Ist der Marxismus endgültig widerlegt?

Bürgerliche Wissenschaft contra Marxismus-Leninismus – Kampf zweier Weltanschauungen

 

Der Marxismus ist die Erklärung des Kapitalismus. Sie ist sogar käuflich zu erwerben in Gestalt der drei Bände des „Kapital“. Aber wer will das schon? Seit neuestem halten nämlich selbst Leute den Marxismus für widerlegt, die ihn überhaupt nur in zwei verfremdeten Gestalten kennengelernt, vielleicht auch vertreten haben. Bekannt geworden sind weniger Marxens Entdeckungen über Ware, Geld und Lohn. Reüssiert haben unter dem Stichwort Marxismus vielmehr zwei Vorurteile über ihn: einmal die realsozialistische Philosophie des historischen und dialektischen Materialismus, zum anderen die Verdolmetschungen der Marx-Schriften seitens der bürgerlichen Wissenschaften in lauter Beiträge zur eigenen humanistischen Tradition und Methodenvielfalt, oder auch als philosophisch verbrämte Empfehlung zu Stalinismus und Gewaltherrschaft – je nach Geschmack.

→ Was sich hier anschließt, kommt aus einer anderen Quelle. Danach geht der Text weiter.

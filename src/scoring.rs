// Copyright 2025-present Harīṣh Tummalachērla
// SPDX-License-Identifier: Apache-2.0

//! The math behind result ranking.
//!
//! Scoring is weighted substring containment: the query is split into
//! lowercase tokens, and each token earns a document points for every *field*
//! it appears in. A token counts at most once per field - "rust rust rust" in
//! a summary is worth exactly one summary hit.
//!
//! # Weight table
//!
//! | Field            | Weight | Why this value |
//! |------------------|--------|----------------|
//! | Title (exact)    | 50     | The whole title IS the token - near-certain intent |
//! | Title (substring)| 20     | Titles are short and curated, hits are meaningful |
//! | Tags             | 15     | Hand-assigned labels, almost as strong as titles |
//! | Summary          | 10     | Editorial text, dense in signal |
//! | Section          | 5      | Broad bucket, weak signal on its own |
//! | Content          | 2      | Long body text matches almost anything |
//!
//! The gaps are deliberate: a single title hit (20) outweighs a summary hit
//! plus a content hit (12), so pages that *are about* the query beat pages
//! that merely mention it. The `const` block below pins the ordering at
//! compile time.
//!
//! # Tokenization
//!
//! Lowercase, whitespace-split, single-character tokens discarded. A query
//! of only one-character tokens therefore ranks as an empty query and
//! returns nothing - "a b c" finds no documents even though plenty contain
//! those letters.

use crate::types::Document;

// =============================================================================
// SCORING CONSTANTS
// =============================================================================

/// Token equals the entire lowercased title.
pub const TITLE_EXACT_WEIGHT: u32 = 50;

/// Token appears somewhere in the title.
pub const TITLE_PARTIAL_WEIGHT: u32 = 20;

/// Token appears in the space-joined tag list.
pub const TAG_WEIGHT: u32 = 15;

/// Token appears in the summary.
pub const SUMMARY_WEIGHT: u32 = 10;

/// Token appears in the section name.
pub const SECTION_WEIGHT: u32 = 5;

/// Token appears in the body content.
pub const CONTENT_WEIGHT: u32 = 2;

// Static assertions that the field hierarchy holds. If a weight edit breaks
// the ordering, the crate won't build.
const _: () = {
    assert!(TITLE_EXACT_WEIGHT > TITLE_PARTIAL_WEIGHT);
    assert!(TITLE_PARTIAL_WEIGHT > TAG_WEIGHT);
    assert!(TAG_WEIGHT > SUMMARY_WEIGHT);
    assert!(SUMMARY_WEIGHT > SECTION_WEIGHT);
    assert!(SECTION_WEIGHT > CONTENT_WEIGHT);
    // A title hit beats a summary+content co-occurrence
    assert!(TITLE_PARTIAL_WEIGHT > SUMMARY_WEIGHT + CONTENT_WEIGHT);
};

/// Split a query into ranking tokens: lowercased, whitespace-separated,
/// single-character fragments dropped.
///
/// Character count (not byte length) decides what "single-character" means,
/// so "é" is dropped and "日本" is kept.
pub fn tokenize(query: &str) -> Vec<String> {
    query
        .to_lowercase()
        .split_whitespace()
        .filter(|word| word.chars().count() > 1)
        .map(str::to_string)
        .collect()
}

/// Score one document against a tokenized query.
///
/// Zero means "no token touched any field" and the caller drops the document.
/// Fields are lowercased here, per call - the corpus stays untouched so the
/// renderer can show the original casing.
pub fn score_document(doc: &Document, tokens: &[String]) -> u32 {
    if tokens.is_empty() {
        return 0;
    }

    let title = doc.title_text().to_lowercase();
    let summary = doc.summary_text().to_lowercase();
    let content = doc.content_text().to_lowercase();
    let tags = doc.tags.join(" ").to_lowercase();
    let section = doc.section_text().to_lowercase();

    let mut score = 0u32;
    for token in tokens {
        if title.contains(token.as_str()) {
            score += if title == *token {
                TITLE_EXACT_WEIGHT
            } else {
                TITLE_PARTIAL_WEIGHT
            };
        }
        if summary.contains(token.as_str()) {
            score += SUMMARY_WEIGHT;
        }
        if content.contains(token.as_str()) {
            score += CONTENT_WEIGHT;
        }
        if tags.contains(token.as_str()) {
            score += TAG_WEIGHT;
        }
        if section.contains(token.as_str()) {
            score += SECTION_WEIGHT;
        }
    }
    score
}
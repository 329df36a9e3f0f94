//! Cursor state machine properties: the selection can never escape the list.

use loupe::{Cursor, NavDirection};
use proptest::prelude::*;

fn arb_direction() -> impl Strategy<Value = NavDirection> {
    prop::sample::select(vec![
        NavDirection::Down,
        NavDirection::Up,
        NavDirection::First,
        NavDirection::Last,
    ])
}

proptest! {
    #[test]
    fn selection_stays_in_bounds(
        len in 0usize..15,
        moves in prop::collection::vec(arb_direction(), 0..50),
    ) {
        let mut cursor = Cursor::new();
        for direction in moves {
            cursor.navigate(direction, len);
            match cursor.selected() {
                None => {}
                Some(i) => prop_assert!(i < len),
            }
        }
    }

    #[test]
    fn n_downs_from_fresh_land_on_min(len in 1usize..12, presses in 1usize..30) {
        let mut cursor = Cursor::new();
        for _ in 0..presses {
            cursor.navigate(NavDirection::Down, len);
        }
        prop_assert_eq!(cursor.selected(), Some(presses.min(len) - 1));
    }

    #[test]
    fn up_is_inverse_of_down_above_the_floor(len in 2usize..12, start in 1usize..10) {
        let start = start.min(len - 1);
        let mut cursor = Cursor::new();
        for _ in 0..=start {
            cursor.navigate(NavDirection::Down, len);
        }
        let before = cursor.selected();
        cursor.navigate(NavDirection::Down, len);
        cursor.navigate(NavDirection::Up, len);
        // Down then Up returns to the start unless Down was clamped
        if before != Some(len - 1) {
            prop_assert_eq!(cursor.selected(), before);
        }
    }

    #[test]
    fn navigate_reports_change_truthfully(
        len in 0usize..10,
        moves in prop::collection::vec(arb_direction(), 1..40),
    ) {
        let mut cursor = Cursor::new();
        for direction in moves {
            let before = cursor.selected();
            let changed = cursor.navigate(direction, len);
            prop_assert_eq!(changed, before != cursor.selected());
        }
    }

    #[test]
    fn reset_always_lands_on_none(
        len in 0usize..10,
        moves in prop::collection::vec(arb_direction(), 0..20),
    ) {
        let mut cursor = Cursor::new();
        for direction in moves {
            cursor.navigate(direction, len);
        }
        cursor.reset();
        prop_assert_eq!(cursor.selected(), None);
    }
}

Nicht ein Streit um den Marxismus hat die alte Systemkonfrontation begleitet, sondern der Kampf zweier Weltanschauungen, die nicht Er-, sondern Bekenntnisse produziert haben für ihren jeweiligen politischen Dienstherrn. Dieser Kampf gilt nun als entschieden. Der reale Sozialismus dankt ab und gesteht öffentlich sein Scheitern ein, und deswegen halten nicht nur Bürger, sondern auch östliche Marxisten-Leninisten die Weltanschauung für erledigt, die sie Marxismus getauft hatten. Den Sieg trägt die bürgerliche Weltsicht davon. Mit einer Widerlegung des Marxismus hat das wenig zu tun, viel dagegen mit dem Opportunismus von Staatsideologen, die für die Verhältnisse, nicht über sie denken.

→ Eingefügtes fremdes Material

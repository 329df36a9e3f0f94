//! Shared test fixtures.

#![allow(dead_code)]

use loupe::testing::make_doc;
use loupe::Document;

/// A small mixed blog/docs corpus with predictable scoring behavior.
pub fn site_corpus() -> Vec<Document> {
    vec![
        Document {
            title: Some("Vector Search Guide".to_string()),
            summary: Some("intro".to_string()),
            content: Some("building vector search from scratch".to_string()),
            tags: vec!["search".to_string()],
            section: Some("tutorials".to_string()),
            url: "/docs/vector-search".to_string(),
            date: Some("2025-01-10".to_string()),
        },
        Document {
            title: Some("Blog: Vectors".to_string()),
            summary: Some("search vectors".to_string()),
            content: None,
            tags: vec![],
            section: Some("blog".to_string()),
            url: "/blog/vectors".to_string(),
            date: Some("2025-02-01".to_string()),
        },
        Document {
            title: Some("Deploy Checklist".to_string()),
            summary: Some("ship it".to_string()),
            content: Some("deployment notes and rollback".to_string()),
            tags: vec!["ops".to_string()],
            section: Some("docs".to_string()),
            url: "/docs/deploy".to_string(),
            date: None,
        },
        Document {
            title: Some("Release Notes".to_string()),
            summary: None,
            content: Some("vectors got faster this release".to_string()),
            tags: vec![],
            section: None,
            url: "/blog/release-notes".to_string(),
            date: Some("2025-03-20".to_string()),
        },
    ]
}

/// N interchangeable docs with the same title, for tie/truncation tests.
pub fn uniform_corpus(n: usize) -> Vec<Document> {
    (0..n)
        .map(|i| make_doc("Rust Notes", &format!("/blog/note-{i}")))
        .collect()
}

Von einer Widerlegung des Marxismus kann schon deswegen nicht die Rede sein, weil es selbst an der Voraussetzung dazu fehlt: ein theoretischer Einwand hätte gegen Marxens Theorie erhoben werden müssen, um dessen Stichhaltigkeit es dann überhaupt erst gehen könnte. Davon war und ist nichts zu sehen. Stattdessen nimmt die Öffentlichkeit das östliche Eingeständnis des realsozialistischen Scheiterns als Argument und hinlänglichen Beweis.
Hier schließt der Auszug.